Whooping it UP with The Salvation Army
I spent yesterday afternoon at the Salvation Army Christmas Carol Concert in Letchworth Garden City. It was a family thing ... my stepfather was launching his new song, backed by the Sally Army band in a new arrangement, then we all went on to my nephew's 18th birthday party (HAPPY BIRTHDAY MATTHEW!)
The show opened with a bang, three girls in their dark uniforms on the timbrels. Tinsel streamers hung from their tambourines which they bounced along their arms and waved in the air with choreographed precision as a band played a marching tune. And not a smile was cracked. It was reminiscent of a celebration by dour young wonderwomen of the Soviet era. The MC for the occasion was a white-haired man in uniform with a curious wit that passed me by.

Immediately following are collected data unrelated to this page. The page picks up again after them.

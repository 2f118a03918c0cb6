//! Accounting-record codec.
//!
//! Every record starts with a one-byte flag: 0 means no record follows.
//!
//! Current and previous releases send the TRES-vector layout:
//!
//! ```text
//!   flag u8 | user_sec u64 | user_usec u32 | sys_sec u64 | sys_usec u32
//!   | act_cpufreq u32 | energy u64 | pid u32 | node_id u32 | task_id u32
//!   | ids [u32] | in:  max, max_node, max_task, min, min_node, min_task, tot [u64]
//!               | out: max, max_node, max_task, min, min_node, min_task, tot [u64]
//! ```
//!
//! The release two back keys the same data by fixed TRES ids. For CPU,
//! MEM, VMEM, PAGES and FS_DISK (in that order) it sends the seven
//! in-direction values; node ids are `u32` and task ids `u16`, each with
//! all bits set for "unset". Only FS_DISK has an out-direction, carried
//! as max, max node, max task and total. Anything else is dropped.

use coregrid_core::tres::{TRES_CPU, TRES_FS_DISK, TRES_MEM, TRES_PAGES, TRES_VMEM, TresVec};
use coregrid_core::{JobAcct, TresId, TresUsage, UNSET};

use crate::error::{ProtoError, ProtoResult};
use crate::pack::{Packer, Unpacker};
use crate::version::ProtocolVersion;

/// TRES carried by the fixed-id layout, in wire order.
pub const LEGACY_TRES: [TresId; 5] = [
    TRES_CPU as TresId,
    TRES_MEM as TresId,
    TRES_VMEM as TresId,
    TRES_PAGES as TresId,
    TRES_FS_DISK as TresId,
];

const LEGACY_NODE_UNSET: u32 = u32::MAX;
const LEGACY_TASK_UNSET: u16 = u16::MAX;

pub fn encode_acct(acct: Option<&JobAcct>, version: ProtocolVersion, p: &mut Packer) {
    let Some(acct) = acct else {
        p.u8(0);
        return;
    };
    p.u8(1);
    p.u64(acct.user_cpu_sec);
    p.u32(acct.user_cpu_usec);
    p.u64(acct.sys_cpu_sec);
    p.u32(acct.sys_cpu_usec);
    p.u32(acct.act_cpufreq);
    p.u64(acct.energy_consumed);
    if version.legacy_acct() {
        encode_legacy(acct, p);
    } else {
        p.u32(acct.pid);
        p.u32(acct.node_id);
        p.u32(acct.task_id);
        p.u32_array(&acct.tres_ids);
        encode_usage(&acct.usage_in, p);
        encode_usage(&acct.usage_out, p);
    }
}

pub fn decode_acct(version: ProtocolVersion, u: &mut Unpacker) -> ProtoResult<Option<JobAcct>> {
    match u.u8("acct flag")? {
        0 => return Ok(None),
        1 => {}
        other => return Err(ProtoError::invalid("acct flag", other.to_string())),
    }
    let user_cpu_sec = u.u64("user_cpu_sec")?;
    let user_cpu_usec = u.u32("user_cpu_usec")?;
    let sys_cpu_sec = u.u64("sys_cpu_sec")?;
    let sys_cpu_usec = u.u32("sys_cpu_usec")?;
    let act_cpufreq = u.u32("act_cpufreq")?;
    let energy_consumed = u.u64("energy_consumed")?;
    let mut acct = if version.legacy_acct() {
        decode_legacy(u)?
    } else {
        let pid = u.u32("pid")?;
        let node_id = u.u32("node_id")?;
        let task_id = u.u32("task_id")?;
        let tres_ids = u.u32_array("tres_ids")?;
        let width = tres_ids.len();
        let mut acct = JobAcct::for_task(tres_ids, pid, node_id, task_id);
        acct.usage_in = decode_usage(u, width)?;
        acct.usage_out = decode_usage(u, width)?;
        acct
    };
    acct.user_cpu_sec = user_cpu_sec;
    acct.user_cpu_usec = user_cpu_usec;
    acct.sys_cpu_sec = sys_cpu_sec;
    acct.sys_cpu_usec = sys_cpu_usec;
    acct.act_cpufreq = act_cpufreq;
    acct.energy_consumed = energy_consumed;
    Ok(Some(acct))
}

fn encode_usage(usage: &TresUsage, p: &mut Packer) {
    for v in [
        &usage.max,
        &usage.max_node,
        &usage.max_task,
        &usage.min,
        &usage.min_node,
        &usage.min_task,
        &usage.tot,
    ] {
        p.u64_array(v.as_slice());
    }
}

fn decode_usage(u: &mut Unpacker, width: usize) -> ProtoResult<TresUsage> {
    let mut next = |what: &'static str| -> ProtoResult<TresVec> {
        let values = u.u64_array(what)?;
        if values.len() != width {
            return Err(ProtoError::invalid(what, format!("{} values for {width} TRES", values.len())));
        }
        Ok(TresVec::from_vec(values))
    };
    Ok(TresUsage {
        max: next("max")?,
        max_node: next("max_node")?,
        max_task: next("max_task")?,
        min: next("min")?,
        min_node: next("min_node")?,
        min_task: next("min_task")?,
        tot: next("tot")?,
    })
}

fn legacy_node(v: u64) -> u32 {
    if v == UNSET {
        LEGACY_NODE_UNSET
    } else {
        v.min(u64::from(LEGACY_NODE_UNSET - 1)) as u32
    }
}

fn legacy_task(v: u64) -> u16 {
    if v == UNSET {
        LEGACY_TASK_UNSET
    } else {
        v.min(u64::from(LEGACY_TASK_UNSET - 1)) as u16
    }
}

fn from_legacy_node(v: u32) -> u64 {
    if v == LEGACY_NODE_UNSET { UNSET } else { u64::from(v) }
}

fn from_legacy_task(v: u16) -> u64 {
    if v == LEGACY_TASK_UNSET { UNSET } else { u64::from(v) }
}

const FS_SLOT: usize = 4;

fn encode_legacy(acct: &JobAcct, p: &mut Packer) {
    let fixed = acct.realign(&LEGACY_TRES);
    let usage = &fixed.usage_in;
    for i in 0..LEGACY_TRES.len() {
        p.u64(usage.max.get(i));
        p.u32(legacy_node(usage.max_node.get(i)));
        p.u16(legacy_task(usage.max_task.get(i)));
        p.u64(usage.min.get(i));
        p.u32(legacy_node(usage.min_node.get(i)));
        p.u16(legacy_task(usage.min_task.get(i)));
        p.u64(usage.tot.get(i));
    }
    let out = &fixed.usage_out;
    p.u64(out.max.get(FS_SLOT));
    p.u32(legacy_node(out.max_node.get(FS_SLOT)));
    p.u16(legacy_task(out.max_task.get(FS_SLOT)));
    p.u64(out.tot.get(FS_SLOT));
}

fn decode_legacy(u: &mut Unpacker) -> ProtoResult<JobAcct> {
    let mut acct = JobAcct::new(LEGACY_TRES.to_vec());
    for i in 0..LEGACY_TRES.len() {
        let usage = &mut acct.usage_in;
        usage.max.set(i, u.u64("legacy max")?);
        usage.max_node.set(i, from_legacy_node(u.u32("legacy max_node")?));
        usage.max_task.set(i, from_legacy_task(u.u16("legacy max_task")?));
        usage.min.set(i, u.u64("legacy min")?);
        usage.min_node.set(i, from_legacy_node(u.u32("legacy min_node")?));
        usage.min_task.set(i, from_legacy_task(u.u16("legacy min_task")?));
        usage.tot.set(i, u.u64("legacy tot")?);
    }
    let out = &mut acct.usage_out;
    out.max.set(FS_SLOT, u.u64("legacy disk write max")?);
    out.max_node.set(FS_SLOT, from_legacy_node(u.u32("legacy disk write node")?));
    out.max_task.set(FS_SLOT, from_legacy_task(u.u16("legacy disk write task")?));
    out.tot.set(FS_SLOT, u.u64("legacy disk write tot")?);
    Ok(acct)
}

#[cfg(test)]
mod tests {
    use super::*;

    fn record() -> JobAcct {
        let ids = vec![TRES_CPU as TresId, TRES_MEM as TresId, TRES_FS_DISK as TresId];
        let mut acct = JobAcct::for_task(ids, 0, 0, 0);
        acct.user_cpu_sec = 1;
        acct.user_cpu_usec = 500_000;
        acct.sys_cpu_usec = 250_000;
        acct.act_cpufreq = 2_400_000;
        acct.energy_consumed = 123;
        acct.set_in_sample(TRES_CPU as TresId, 400);
        acct.set_in_sample(TRES_MEM as TresId, 2048);
        acct.set_in_sample(TRES_FS_DISK as TresId, 1_048_576);
        acct
    }

    fn round_trip(acct: Option<&JobAcct>, version: ProtocolVersion) -> Option<JobAcct> {
        let mut p = Packer::new();
        encode_acct(acct, version, &mut p);
        let mut u = Unpacker::new(p.finish());
        let decoded = decode_acct(version, &mut u).unwrap();
        u.finish("acct").unwrap();
        decoded
    }

    #[test]
    fn vector_layout_round_trips() {
        let acct = record();
        for v in [ProtocolVersion::CURRENT, ProtocolVersion::PREVIOUS] {
            assert_eq!(round_trip(Some(&acct), v), Some(acct.clone()));
        }
    }

    #[test]
    fn absent_record_is_a_single_zero_byte() {
        let mut p = Packer::new();
        encode_acct(None, ProtocolVersion::CURRENT, &mut p);
        assert_eq!(&p.finish()[..], &[0]);
        assert_eq!(round_trip(None, ProtocolVersion::TWO_BACK), None);
    }

    #[test]
    fn legacy_layout_keeps_fixed_tres() {
        let acct = record();
        let legacy = round_trip(Some(&acct), ProtocolVersion::TWO_BACK).unwrap();
        assert_eq!(legacy.tres_ids, LEGACY_TRES.to_vec());
        assert_eq!(legacy.user_cpu_usec, 500_000);
        assert_eq!(legacy.energy_consumed, 123);

        // Back at the vector layout the three tracked TRES are intact.
        let back = legacy.realign(&acct.tres_ids);
        assert_eq!(back.usage_in, acct.usage_in);
        assert_eq!(back.cpu_time_ms(), Some(400));
        // VMEM was never sampled.
        assert_eq!(legacy.usage_in.tot.get(2), UNSET);
        assert_eq!(legacy.usage_in.max_task.get(2), UNSET);
    }

    #[test]
    fn legacy_drops_what_it_cannot_carry() {
        let mut acct = record();
        acct.set_out_sample(TRES_FS_DISK as TresId, 4096);
        acct.set_out_sample(TRES_MEM as TresId, 7);
        let extra = acct.track(1000);
        acct.usage_in.set_sample(extra, 99, 0, 0);

        let legacy = round_trip(Some(&acct), ProtocolVersion::TWO_BACK).unwrap();
        let back = legacy.realign(&acct.tres_ids);
        assert_eq!(back.usage_out.tot.get(2), 4096);
        assert_eq!(back.usage_out.max.get(2), 4096);
        assert_eq!(back.usage_out.min.get(2), UNSET);
        assert_eq!(back.usage_out.tot.get(1), UNSET);
        assert_eq!(back.usage_in.tot.get(extra), UNSET);
    }

    #[test]
    fn large_task_ids_saturate_in_legacy() {
        let mut acct = JobAcct::for_task(LEGACY_TRES.to_vec(), 0, 5, 70_000);
        acct.set_in_sample(TRES_CPU as TresId, 10);
        let legacy = round_trip(Some(&acct), ProtocolVersion::TWO_BACK).unwrap();
        assert_eq!(legacy.usage_in.max_node.get(0), 5);
        assert_eq!(legacy.usage_in.max_task.get(0), u64::from(u16::MAX - 1));
    }

    #[test]
    fn bad_flag_and_width_are_invalid() {
        let mut u = Unpacker::new(vec![2u8]);
        assert!(matches!(decode_acct(ProtocolVersion::CURRENT, &mut u), Err(ProtoError::Invalid { .. })));

        let mut p = Packer::new();
        encode_acct(Some(&record()), ProtocolVersion::CURRENT, &mut p);
        let mut bytes = p.finish().to_vec();
        bytes.truncate(bytes.len() - 8);
        let mut u = Unpacker::new(bytes);
        assert!(matches!(decode_acct(ProtocolVersion::CURRENT, &mut u), Err(ProtoError::Truncated { .. })));
    }
}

It was fine. Trevor's stint was excellent and it's always pleasant to hear a good brass band. The Stevenage Ladies Choir was in good voice, Father Christmas trotted in for an appearance. Curiously as I sang along with each of the first two carols I had to work to stop myself bursting into tears. Maybe it's past Christmases flooding back, who knows, a peculiar wave of emotion I just managed to hold in check.
All this too, I realize, is England now. I hold back from voicing the perception that the Salvation Army is leading the way of the right-wing charities in the USA, agreeing to run along with the Bush plan for channelling government funds through faith-based giving so long as he allows them to continue with their rampant homophobia, to roll back the laws that have forbidden aid to charities who practise gay discrimination. It doesn't seem worth propelling such an exocet into this quaint English tradition and gathering. That's part of being a writer here in the UK, something I have to face as I settle back for a while. Sharpness can fade in the face of cosiness. What might be fodder for biting satire elsewhere here can become more whimsy, writing filled with local colour and eccentrics.